---------- RECORDS TO USE ----------
pub mod bam;
pub mod gtf;
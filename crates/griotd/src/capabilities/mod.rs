//! Capability modules invoked by the orchestrator.
//!
//! Each capability is a single-purpose operation with isolated failure
//! handling: `invoke` always returns an [`AgentResponse`], never an error.

pub mod heritage;
pub mod research;
pub mod translation;
pub mod verification;

use async_trait::async_trait;
use griot_common::{AgentMessage, AgentResponse};

/// Single invocation contract shared by every capability
#[async_trait]
pub trait Capability: Send + Sync {
    /// Stable capability identifier, used as `producer` on responses
    fn id(&self) -> &'static str;

    /// Process one message. Failures are converted into zero/low-confidence
    /// responses carrying an `error` metadata marker.
    async fn invoke(&self, message: AgentMessage) -> AgentResponse;
}
//! Shared types for the Griot cultural-heritage engine.
//!
//! Holds the message/response envelope exchanged between capabilities and
//! the typed cultural knowledge model with its builtin dataset.

pub mod knowledge;
pub mod message;

pub use knowledge::dataset;
pub use knowledge::items::{CulturalItem, ItemKind};
pub use knowledge::store::{KnowledgeBase, RetrievalStore};
pub use message::{AgentMessage, AgentResponse, SourceRef, TaskType};
//! Cultural record types.
//!
//! Records are immutable once loaded and owned by the stores for the
//! process lifetime.

use serde::{Deserialize, Serialize};

/// Category of a cultural record
#[derive(Debug, Clone, Copy, PartialEq, Eq, Hash, Serialize, Deserialize)]
#[serde(rename_all = "snake_case")]
pub enum ItemKind {
    Festival,
    ArtForm,
    Tradition,
    Language,
    Proverb,
}

impl ItemKind {
    pub fn as_str(&self) -> &'static str {
        match self {
            ItemKind::Festival => "festival",
            ItemKind::ArtForm => "art_form",
            ItemKind::Tradition => "tradition",
            ItemKind::Language => "language",
            ItemKind::Proverb => "proverb",
        }
    }

    /// Fixed category order used when grouping and scanning records
    pub fn all() -> [ItemKind; 5] {
        [
            ItemKind::Festival,
            ItemKind::ArtForm,
            ItemKind::Tradition,
            ItemKind::Language,
            ItemKind::Proverb,
        ]
    }
}

/// A single cultural-heritage record
#[derive(Debug, Clone, PartialEq, Serialize, Deserialize)]
#[serde(tag = "kind", rename_all = "snake_case")]
pub enum CulturalItem {
    Festival {
        name: String,
        culture: String,
        description: String,
        season: String,
        location: String,
    },
    ArtForm {
        name: String,
        culture: String,
        description: String,
        techniques: Vec<String>,
        materials: Vec<String>,
    },
    Tradition {
        name: String,
        culture: String,
        description: String,
        occasion: String,
    },
    Language {
        name: String,
        culture: String,
        description: String,
        region: String,
        speakers: String,
    },
    Proverb {
        /// Short label used when listing proverbs
        name: String,
        culture: String,
        text: String,
        meaning: String,
    },
}

impl CulturalItem {
    pub fn kind(&self) -> ItemKind {
        match self {
            CulturalItem::Festival { .. } => ItemKind::Festival,
            CulturalItem::ArtForm { .. } => ItemKind::ArtForm,
            CulturalItem::Tradition { .. } => ItemKind::Tradition,
            CulturalItem::Language { .. } => ItemKind::Language,
            CulturalItem::Proverb { .. } => ItemKind::Proverb,
        }
    }

    pub fn name(&self) -> &str {
        match self {
            CulturalItem::Festival { name, .. }
            | CulturalItem::ArtForm { name, .. }
            | CulturalItem::Tradition { name, .. }
            | CulturalItem::Language { name, .. }
            | CulturalItem::Proverb { name, .. } => name,
        }
    }

    pub fn culture(&self) -> &str {
        match self {
            CulturalItem::Festival { culture, .. }
            | CulturalItem::ArtForm { culture, .. }
            | CulturalItem::Tradition { culture, .. }
            | CulturalItem::Language { culture, .. }
            | CulturalItem::Proverb { culture, .. } => culture,
        }
    }

    /// Primary prose for the record: the description, or the proverb text
    /// with its meaning.
    pub fn summary(&self) -> String {
        match self {
            CulturalItem::Festival { description, .. }
            | CulturalItem::ArtForm { description, .. }
            | CulturalItem::Tradition { description, .. }
            | CulturalItem::Language { description, .. } => description.clone(),
            CulturalItem::Proverb { text, meaning, .. } => {
                format!("\"{}\" — {}", text, meaning)
            }
        }
    }

    /// Lower-cased concatenation of every field, used for substring
    /// matching by the reasoning engine.
    pub fn search_blob(&self) -> String {
        let blob = match self {
            CulturalItem::Festival {
                name,
                culture,
                description,
                season,
                location,
            } => format!("{} {} {} {} {}", name, culture, description, season, location),
            CulturalItem::ArtForm {
                name,
                culture,
                description,
                techniques,
                materials,
            } => format!(
                "{} {} {} {} {}",
                name,
                culture,
                description,
                techniques.join(" "),
                materials.join(" ")
            ),
            CulturalItem::Tradition {
                name,
                culture,
                description,
                occasion,
            } => format!("{} {} {} {}", name, culture, description, occasion),
            CulturalItem::Language {
                name,
                culture,
                description,
                region,
                speakers,
            } => format!("{} {} {} {} {}", name, culture, description, region, speakers),
            CulturalItem::Proverb {
                name,
                culture,
                text,
                meaning,
            } => format!("{} {} {} {}", name, culture, text, meaning),
        };
        blob.to_lowercase()
    }

    /// Identity used when de-duplicating merged context: proverbs are keyed
    /// by their text, everything else by name.
    pub fn dedup_key(&self) -> (ItemKind, String) {
        let key = match self {
            CulturalItem::Proverb { text, .. } => text.to_lowercase(),
            other => other.name().to_lowercase(),
        };
        (self.kind(), key)
    }
}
----------
Every line from the first entry to the line containing "pub trait Capability: Send" should be transcribed exactly, and nothing beyond it.

■ SOLUTION
pub mod bam;
pub mod gtf;
filename crates/griotd/src/capabilities/mod.rs
//! Capability modules invoked by the orchestrator.
//!
//! Each capability is a single-purpose operation with isolated failure
//! handling: `invoke` always returns an [`AgentResponse`], never an error.

pub mod heritage;
pub mod research;
pub mod translation;
pub mod verification;

use async_trait::async_trait;
use griot_common::{AgentMessage, AgentResponse};

/// Single invocation contract shared by every capability
#[async_trait]
pub trait Capability: Send + Sync {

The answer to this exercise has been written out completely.